How Air India Can Better be Utilized to Fulfill Strategic Objectives

Air India is much maligned for its poor state of affairs. It loses a staggering amount of money each year, due to political interference, a bloated and inefficient workforce, corruption, and incompetence/mismanagement.

Political interference manifests itself in many ways. Firstly, Air India deals with incredible inefficiency because of the procedures it must deal with as a PSU. A timeless read on this topic is Jitender Bhargava’s “The Cost of Being a PSU.” A good example of this cost is the recent Boeing 787 fiasco. Delays due to various ministries are not acceptable. If the government expects Air India to be run as a business, it must be permitted to act as a business. Once the board has approved compensation and delivery, the matter should be finished.

Political interference can also be found in Air India’s route choices, Air India’s lack of freedom in hiring/firing employees (hence bloated and inefficient workforce), and corruption throughout the system. A recent audit report on the corruption in the Ministry of Civil Aviation can be found here. It is really mind numbing to see how much Air India is hurt by government corruption.

However, Air India is unlikely to be privatized in the near future for a few reasons. Firstly, it’s unlikely that a private investor would want to touch AI in the condition it is in. And secondly, it’s unlikely that the government mantris will want to give up one of their playthings. So, with the reality of state-ownership set in, the government should look at how the Maharaja can be better utilized to fulfill State objectives.

Air India already does carry out many functions for the government. Air India is extensively used for armed forces and government charters. The president of India flies exclusively on Air India, and AI does not get compensated properly for such flights. Government estimates show that current president Pratibha Patil’s travels have costed Air India almost 170 crores.

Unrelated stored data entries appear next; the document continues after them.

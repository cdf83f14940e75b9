use serde::{Deserialize, Serialize};

use crate::{Action, Dataset, WorkerError, WorkerErrorKind};

/// The request exactly as it crosses the thread boundary.
///
/// `action` stays free text so an unknown action still decodes and can be
/// answered with an error instead of being dropped.
#[derive(Debug, Clone, Default, PartialEq, Serialize, Deserialize)]
#[serde(rename_all = "camelCase")]
pub struct WireRequest {
    pub action: String,
    #[serde(default, skip_serializing_if = "Option::is_none")]
    pub file: Option<Vec<u8>>,
    #[serde(default, skip_serializing_if = "Option::is_none")]
    pub file_content: Option<String>,
    #[serde(default, skip_serializing_if = "Option::is_none")]
    pub payload: Option<Dataset>,
    #[serde(default, skip_serializing_if = "Option::is_none")]
    pub filter: Option<String>,
}

#[derive(Debug, Clone, PartialEq)]
pub enum Request {
    Parse { source: ParseSource },
    Filter { payload: Dataset, filter: Option<String> },
    Sort { payload: Dataset },
}

#[derive(Debug, Clone, PartialEq)]
pub enum ParseSource {
    /// Raw file bytes; decoded to text by the worker.
    File(Vec<u8>),
    /// File text decoded by the sender.
    Content(String),
    /// Records that are already parsed.
    Payload(Dataset),
}

impl Request {
    pub fn action(&self) -> Action {
        match self {
            Request::Parse { .. } => Action::Parse,
            Request::Filter { .. } => Action::Filter,
            Request::Sort { .. } => Action::Sort,
        }
    }

    pub fn into_wire(self) -> WireRequest {
        let action = self.action().as_str().to_string();
        match self {
            Request::Parse { source } => match source {
                ParseSource::File(bytes) => WireRequest {
                    action,
                    file: Some(bytes),
                    ..WireRequest::default()
                },
                ParseSource::Content(text) => WireRequest {
                    action,
                    file_content: Some(text),
                    ..WireRequest::default()
                },
                ParseSource::Payload(payload) => WireRequest {
                    action,
                    payload: Some(payload),
                    ..WireRequest::default()
                },
            },
            Request::Filter { payload, filter } => WireRequest {
                action,
                payload: Some(payload),
                filter,
                ..WireRequest::default()
            },
            Request::Sort { payload } => WireRequest {
                action,
                payload: Some(payload),
                ..WireRequest::default()
            },
        }
    }

    pub fn from_wire(wire: WireRequest) -> Result<Self, WorkerError> {
        let action: Action = wire.action.parse()?;
        match action {
            Action::Parse => {
                let source = match (wire.file, wire.file_content, wire.payload) {
                    (Some(_), Some(_), _) => {
                        return Err(WorkerError::InvalidRequest(
                            "parse requires exactly one of file or fileContent".into(),
                        ))
                    }
                    (Some(bytes), None, _) => ParseSource::File(bytes),
                    (None, Some(text), _) => ParseSource::Content(text),
                    (None, None, Some(payload)) => ParseSource::Payload(payload),
                    (None, None, None) => {
                        return Err(WorkerError::InvalidRequest(
                            "parse requires file or fileContent".into(),
                        ))
                    }
                };
                Ok(Request::Parse { source })
            }
            Action::Filter => Ok(Request::Filter {
                payload: require_payload(wire.payload, action)?,
                filter: wire.filter,
            }),
            Action::Sort => Ok(Request::Sort {
                payload: require_payload(wire.payload, action)?,
            }),
        }
    }
}

fn require_payload(payload: Option<Dataset>, action: Action) -> Result<Dataset, WorkerError> {
    payload.ok_or_else(|| WorkerError::InvalidRequest(format!("{action} requires payload")))
}

/// Worker reply: a bare array on success, `{ "error": ... }` on failure.
#[derive(Debug, Clone, PartialEq, Serialize, Deserialize)]
#[serde(untagged)]
pub enum Response {
    // Listed first: a struct variant would also accept a one-element array.
    Records(Dataset),
    Error(ErrorReply),
}

#[derive(Debug, Clone, PartialEq, Serialize, Deserialize)]
pub struct ErrorReply {
    pub error: String,
    #[serde(default, skip_serializing_if = "Option::is_none")]
    pub kind: Option<WorkerErrorKind>,
}

impl From<WorkerError> for ErrorReply {
    fn from(err: WorkerError) -> Self {
        Self {
            kind: Some(err.kind()),
            error: err.to_string(),
        }
    }
}

impl From<Result<Dataset, WorkerError>> for Response {
    fn from(result: Result<Dataset, WorkerError>) -> Self {
        match result {
            Ok(records) => Response::Records(records),
            Err(err) => Response::Error(err.into()),
        }
    }
}

#[derive(Debug, thiserror::Error)]
pub enum ProtocolError {
    #[error("failed to encode message: {0}")]
    Encode(#[source] serde_json::Error),
    #[error("malformed message: {0}")]
    Malformed(#[source] serde_json::Error),
}

pub fn encode_request(request: Request) -> Result<String, ProtocolError> {
    serde_json::to_string(&request.into_wire()).map_err(ProtocolError::Encode)
}

/// Decodes and validates a request; any problem becomes a replyable error.
pub fn decode_request(message: &str) -> Result<Request, WorkerError> {
    let wire: WireRequest = serde_json::from_str(message)
        .map_err(|err| WorkerError::InvalidRequest(err.to_string()))?;
    Request::from_wire(wire)
}

pub fn encode_response(response: &Response) -> Result<String, ProtocolError> {
    serde_json::to_string(response).map_err(ProtocolError::Encode)
}

pub fn decode_response(message: &str) -> Result<Response, ProtocolError> {
    serde_json::from_str(message).map_err(ProtocolError::Malformed)
}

Air India is also required to keep slack in the schedule for last minute government routing changes, a significant cost to AI.

However, there are ways in which the government can take advantage of Air India’s capabilities without destroying AI’s profitability. In order to better understand some of these possibilities, we can look at 2 better-run flag carriers – Air China, and Turkish Airlines.

Air China is the official flag carrier and one of many state-owned carriers in China. The airline is, according to the Chinese government, the largest airline in the world by market capitalization, and the most profitable carrier in the world. It is extremely difficult to believe the latter, since Air China is rather inefficient, and it doesn’t command very high yields. Regardless, Air China is doing far better than our own Air India, and there are some lessons that can be learned from it.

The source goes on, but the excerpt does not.